Anne Perry's Silent Nights_ Two Victorian Christmas Mysteries - Anne Perry [82]
Later in the afternoon, Emily made the opportunity to speak to Susannah alone, and tried to find the words to ask her.
“Daniel seems to have made something of a friendship with Brendan Flaherty,” she remarked casually. They were standing in the drawing room looking out of the long window at the storm-battered garden.
“Oh, really?” Susannah said with some surprise.
Emily seized on it. “Mrs. Flaherty was very upset. She disapproved so violently she practically ordered Daniel to leave, and it embarrassed Brendan acutely.”
Susannah looked confused. “Are you sure?”
“Yes. Does that have anything to do with Connor Riordan?”
“How could it?”
“Were they friends too?”
“Are you asking me if Brendan killed him?” Susannah said in surprise. “I have no idea. I can’t think why he would.”
Emily refused to give up. “We don’t know why anyone would, but it is inescapable that somebody did. Why is Mrs. Flaherty so protective of Brendan? You know them. Was his father really so wild, and is Brendan the same? He seems very likable to me, and more gentle than Mrs. Flaherty.”
Susannah smiled. “Seamus Flaherty was a drinker, a brawler, and a womanizer. Mrs. Flaherty is afraid Brendan will be the same. He looks like his father, but I don’t know that it’s much more than that.”
“He isn’t married, though,” Emily pointed out. “Does he have girls in the different villages? Or one after another?”
Susannah was amused. “Not more than most young men, so far as I know. But if he did, that might get him killed, but not Connor Riordan.”
Emily abandoned the pursuit, and went for a walk in the fading sun, watching it die over the sea in the long winter twilight. She heard the crunch of footsteps on the gravel and Daniel came up the shore towards her. The wind had stung some color into his cheeks and his dark hair was tangled. He climbed up the slithering shingle to where she stood, and waited beside her for several moments before speaking. The fading light sharpened his features, making the hollow of his cheeks more pronounced, the lines of his mouth and the lean curve of his throat. He was almost beautiful.
Emily was achieving nothing. She had tried subtlety and observation. Time was closing in. Perhaps in a few days Daniel would go, or even worse, Susannah’s health would fail and Emily would not learn what had happened to Connor Riordan in time. The village remained steeped in its poison.

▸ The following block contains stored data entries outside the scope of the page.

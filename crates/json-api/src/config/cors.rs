//! CORS Config

use clap::Args;

/// Cross-origin allow-list.
#[derive(Debug, Args)]
pub struct CorsConfig {
    /// Production dashboard origin
    #[arg(long, env = "DASHBOARD_ORIGIN", default_value = "https://app.replygate.com")]
    pub dashboard_origin: String,

    /// Scheme prefix shared by extension origins
    #[arg(
        long,
        env = "EXTENSION_ORIGIN_PREFIX",
        default_value = "chrome-extension://"
    )]
    pub extension_origin_prefix: String,

    /// Local development origin
    #[arg(long, env = "DEV_ORIGIN", default_value = "http://localhost:3000")]
    pub dev_origin: String,

    /// Admit the development origin
    #[arg(long, env = "ALLOW_DEV_ORIGIN", default_value_t = cfg!(debug_assertions))]
    pub allow_dev_origin: bool,
}

impl CorsConfig {
    /// Allow-list in precedence order. The first entry doubles as the fallback origin.
    #[must_use]
    pub fn allowed_origins(&self) -> Vec<String> {
        let mut origins = vec![
            self.dashboard_origin.clone(),
            self.extension_origin_prefix.clone(),
        ];

        if self.allow_dev_origin {
            origins.push(self.dev_origin.clone());
        }

        origins
    }
}
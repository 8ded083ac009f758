//! Wiring every context of the bridge into one value.

use std::{sync::Arc, time::Duration};

use tokio::{sync::watch, task::JoinHandle};
use uuid::Uuid;

use crate::{
    api::{ApiClient, ApiClientConfig},
    capture::Capturer,
    channel::{PageChannel, RuntimeBus},
    errors::BridgeError,
    handshake::Handshake,
    issuer::SessionIssuer,
    machine::{HandshakeMachine, HandshakeState},
    observer::ConnectionObserver,
    page::PageContext,
    storage::ExtensionStorage,
    transit::TransitSlot,
    worker::BackgroundWorker,
};

#[derive(Debug, Clone)]
pub struct BridgeSettings {
    pub api_base_url: String,
    pub http_timeout: Duration,
    pub resync_timeout: Duration,
    pub poll_interval: Duration,
    pub max_attempts: u32,
}

impl BridgeSettings {
    #[must_use]
    pub fn new(api_base_url: impl Into<String>) -> Self {
        Self {
            api_base_url: api_base_url.into(),
            http_timeout: Duration::from_secs(10),
            resync_timeout: Duration::from_secs(15),
            poll_interval: crate::capture::POLL_INTERVAL,
            max_attempts: crate::capture::MAX_ATTEMPTS,
        }
    }
}

/// Page, capturer, background worker, observer and API client sharing one
/// storage, one handshake machine and one runtime bus.
///
/// Background tasks stop when the bridge is dropped.
#[derive(Debug)]
pub struct Bridge {
    machine: Arc<HandshakeMachine>,
    storage: Arc<dyn ExtensionStorage>,
    handshake: Handshake,
    api: ApiClient,
    connected: watch::Receiver<Option<Uuid>>,
    tasks: Vec<JoinHandle<()>>,
}

impl Bridge {
    /// Assemble the bridge, resuming as connected when the synced area says so.
    ///
    /// # Errors
    ///
    /// Returns [`BridgeError::Storage`] when the synced area cannot be read,
    /// or [`BridgeError::Http`] when the HTTP client cannot be built.
    pub async fn start(
        issuer: Arc<dyn SessionIssuer>,
        slot: Arc<dyn TransitSlot>,
        storage: Arc<dyn ExtensionStorage>,
        settings: BridgeSettings,
    ) -> Result<Self, BridgeError> {
        let resumed = storage
            .synced()
            .await?
            .filter(|status| status.connected)
            .map(|status| status.user_id);

        let machine = Arc::new(HandshakeMachine::at(if resumed.is_some() {
            HandshakeState::Connected
        } else {
            HandshakeState::Disconnected
        }));

        let runtime = RuntimeBus::new();
        let channel = PageChannel::new();

        let observer = ConnectionObserver::new(machine.clone(), resumed);
        let connected = observer.watch();
        let observer_task = tokio::spawn(observer.run(storage.subscribe(), runtime.subscribe()));

        let (worker, worker_task) = BackgroundWorker::new(
            issuer.clone(),
            storage.clone(),
            machine.clone(),
            runtime.clone(),
        )
        .spawn();

        let api = ApiClient::new(
            ApiClientConfig {
                base_url: settings.api_base_url,
                timeout: settings.http_timeout,
                resync_timeout: settings.resync_timeout,
            },
            storage.clone(),
            machine.clone(),
            runtime.clone(),
            worker.clone(),
        )?;

        let handshake = Handshake::new(
            PageContext::new(issuer, slot.clone(), channel.clone(), machine.clone()),
            Capturer::new(slot).with_polling(settings.poll_interval, settings.max_attempts),
            channel,
            storage.clone(),
            machine.clone(),
            runtime,
            worker,
            settings.resync_timeout,
        );

        Ok(Self {
            machine,
            storage,
            handshake,
            api,
            connected,
            tasks: vec![observer_task, worker_task],
        })
    }

    /// # Errors
    ///
    /// See [`Handshake::connect`].
    pub async fn connect(&self) -> Result<Uuid, BridgeError> {
        self.handshake.connect().await
    }

    pub fn api(&self) -> &ApiClient {
        &self.api
    }

    pub fn storage(&self) -> &Arc<dyn ExtensionStorage> {
        &self.storage
    }

    pub fn state(&self) -> HandshakeState {
        self.machine.state()
    }

    pub fn states(&self) -> watch::Receiver<HandshakeState> {
        self.machine.subscribe()
    }

    /// Connected user as seen by the observer.
    pub fn connected(&self) -> watch::Receiver<Option<Uuid>> {
        self.connected.clone()
    }
}

impl Drop for Bridge {
    fn drop(&mut self) {
        for task in &self.tasks {
            task.abort();
        }
    }
}
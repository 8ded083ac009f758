//! Rate limit policies and decisions.

use crate::rate_limits::RateLimitError;

#[derive(Debug, Clone, Copy, PartialEq, Eq)]
pub struct RateLimitPolicy {
    pub max_requests: u32,
    pub window_ms: u64,
}

impl RateLimitPolicy {
    #[must_use]
    pub const fn new(max_requests: u32, window_ms: u64) -> Self {
        Self {
            max_requests,
            window_ms,
        }
    }

    /// Start of the fixed window containing `now_ms`.
    ///
    /// A zero-length window is treated as one millisecond wide.
    #[must_use]
    pub fn window_start(&self, now_ms: i64) -> i64 {
        let window = i64::try_from(self.window_ms.max(1)).unwrap_or(i64::MAX);

        now_ms.div_euclid(window) * window
    }

    /// Milliseconds until the window starting at `window_start` closes.
    #[must_use]
    pub fn reset_ms(&self, window_start: i64, now_ms: i64) -> u64 {
        let window = i64::try_from(self.window_ms.max(1)).unwrap_or(i64::MAX);
        let remaining = window_start.saturating_add(window).saturating_sub(now_ms);

        u64::try_from(remaining).unwrap_or(0)
    }
}

/// Outcome of a rate limit check.
#[derive(Debug, Clone, Copy, PartialEq, Eq)]
pub struct RateLimitDecision {
    pub allowed: bool,
    pub limit: u32,
    pub remaining: u32,
    pub reset_ms: u64,

    /// The store could not be consulted and the request was let through.
    pub degraded: bool,
}

impl RateLimitDecision {
    #[must_use]
    pub fn allow(policy: RateLimitPolicy, count: u32, reset_ms: u64) -> Self {
        Self {
            allowed: true,
            limit: policy.max_requests,
            remaining: policy.max_requests.saturating_sub(count),
            reset_ms,
            degraded: false,
        }
    }

    #[must_use]
    pub fn deny(policy: RateLimitPolicy, reset_ms: u64) -> Self {
        Self {
            allowed: false,
            limit: policy.max_requests,
            remaining: 0,
            reset_ms,
            degraded: false,
        }
    }

    /// Fail-open decision: allowed with the whole quota reported as remaining.
    #[must_use]
    pub fn fail_open(policy: RateLimitPolicy) -> Self {
        Self {
            allowed: true,
            limit: policy.max_requests,
            remaining: policy.max_requests,
            reset_ms: policy.window_ms,
            degraded: true,
        }
    }

    /// Whole seconds a denied caller should wait, rounded up.
    #[must_use]
    pub fn retry_after_secs(&self) -> u64 {
        self.reset_ms.div_ceil(1_000)
    }

    /// Convert a denial into [`RateLimitError::RateLimited`].
    ///
    /// # Errors
    ///
    /// Returns [`RateLimitError::RateLimited`] when the request was not allowed.
    pub fn enforce(self) -> Result<Self, RateLimitError> {
        if self.allowed {
            Ok(self)
        } else {
            Err(RateLimitError::RateLimited {
                reset_ms: self.reset_ms,
            })
        }
    }
}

“Did Brendan Flaherty make a sexual advance towards you?” she said impulsively, and was shocked at her own directness.
Daniel’s mouth dropped open and he stared at her in amazement. Then he started to laugh. It was a joyous sound, bubbling up inside him in total spontaneity.
Emily felt her face burning, but she refused to look away. “Did he?” she insisted.
Daniel controlled himself and the laughter died away. “No, he most certainly didn’t. He’s more patient with his mother than many a man might be, but there’s nothing of that sort about him.”
“I wasn’t thinking of his mother,” Emily said tartly. “She’s terrified he’s going to be a womanizer like his father, and a drunkard. And yet she admired him. She wants Brendan to be just like him, and yet she doesn’t. There’s no way he could succeed for her.”
“Ah! So wrong, and yet so right,” Daniel said appreciatively. “Ask Mrs. O’Bannion. Though I doubt she’ll tell you. Come on, let’s go back to the house. You’ll catch your death standing here. That wind off the sea has knife blades in it.” He offered her his hand to balance as she stepped down over the rough shingle into the sand.
When they got home, Susannah was in the kitchen. She looked pale—drained of all strength.
“What is it?” Emily said quickly, going towards her and putting her arm around her to support her weight.
“I’m all right,” Susannah said impatiently, although it was obviously not true. “I was just putting things out ready for breakfast.”
“Maggie’ll do that in the morning,” Emily told her.
“No,” Susannah said with a little catch in her voice.